▶ ABOUT THIS EXERCISE
Lines from the records below that contain the word "Implementation" are to be copied out.

Saved data entries:
# # # # # # #

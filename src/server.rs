//! MCP 服务端:通过 rmcp SDK 暴露工具目录,转发调用给调度器。
//!
//! MCP server surface.
//!
//! The transport and session layer come from the `rmcp` SDK and are consumed
//! as a black box; this module only implements `ServerHandler`:
//! `tools/list` serves the static catalog, `tools/call` forwards to the
//! [`Dispatcher`]. The dispatcher never errors outward, so `call_tool`
//! always answers with a tool result and the session stays alive.

use crate::catalog;
use crate::dispatch::Dispatcher;
use rmcp::model::{
    CallToolRequestParam, CallToolResult, Content, Implementation, ListToolsResult,
    PaginatedRequestParam, ProtocolVersion, ServerCapabilities, ServerInfo, Tool,
};
use rmcp::service::RequestContext;
use rmcp::{ErrorData as McpError, RoleServer, ServerHandler, ServiceExt};
use std::borrow::Cow;
use std::sync::Arc;

/// MCP handler backed by the tool dispatcher.
#[derive(Clone)]
pub struct SynclubServer {
    dispatcher: Arc<Dispatcher>,
}

impl SynclubServer {
    pub fn new(dispatcher: Arc<Dispatcher>) -> Self {
        Self { dispatcher }
    }
}

impl ServerHandler for SynclubServer {
    fn get_info(&self) -> ServerInfo {
        ServerInfo {
            protocol_version: ProtocolVersion::LATEST,
            capabilities: ServerCapabilities::builder().enable_tools().build(),
            server_info: Implementation {
                name: "synclub-mcp".into(),
                version: env!("CARGO_PKG_VERSION").into(),
                ..Default::default()
            },
            instructions: Some(
                "SynClub MCP Server: comic story, chapter, character and image \
                 generation tools backed by the SynClub API."
                    .into(),
            ),
            ..Default::default()
        }
    }

    async fn list_tools(
        &self,
        _request: Option<PaginatedRequestParam>,
        _context: RequestContext<RoleServer>,
    ) -> Result<ListToolsResult, McpError> {
        let tools = catalog::TOOLS
            .iter()
            .map(|spec| {
                Tool::new(
                    Cow::Borrowed(spec.name),
                    Cow::Borrowed(spec.description),
                    Arc::new(
                        spec.input_schema
                            .as_object()
                            .cloned()
                            .unwrap_or_default(),
                    ),
                )
            })
            .collect();
        Ok(ListToolsResult {
            tools,
            next_cursor: None,
        })
    }

    async fn call_tool(
        &self,
        request: CallToolRequestParam,
        _context: RequestContext<RoleServer>,
    ) -> Result<CallToolResult, McpError> {
        let args = request.arguments.unwrap_or_default();
        let outcome = self.dispatcher.dispatch(&request.name, &args).await;
        let content = vec![Content::text(outcome.text)];
        Ok(if outcome.is_error {
            CallToolResult::error(content)
        } else {
            CallToolResult::success(content)
        })
    }
}

/// Boot the MCP server in stdio mode.
///
/// Runs until the client closes the transport. Logging must go to stderr;
/// stdout belongs to the protocol.
pub async fn boot_stdio_server(server: SynclubServer) -> anyhow::Result<()> {
    tracing::info!("Starting SynClub MCP stdio server");

    let service = server
        .serve(rmcp::transport::stdio())
        .await
        .inspect_err(|e| {
            tracing::error!("MCP stdio serve error: {:?}", e);
        })?;

    service.waiting().await?;
    Ok(())
}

# # # # # # #

▶ TASK RESPONSE
    CallToolRequestParam, CallToolResult, Content, Implementation, ListToolsResult,
            server_info: Implementation {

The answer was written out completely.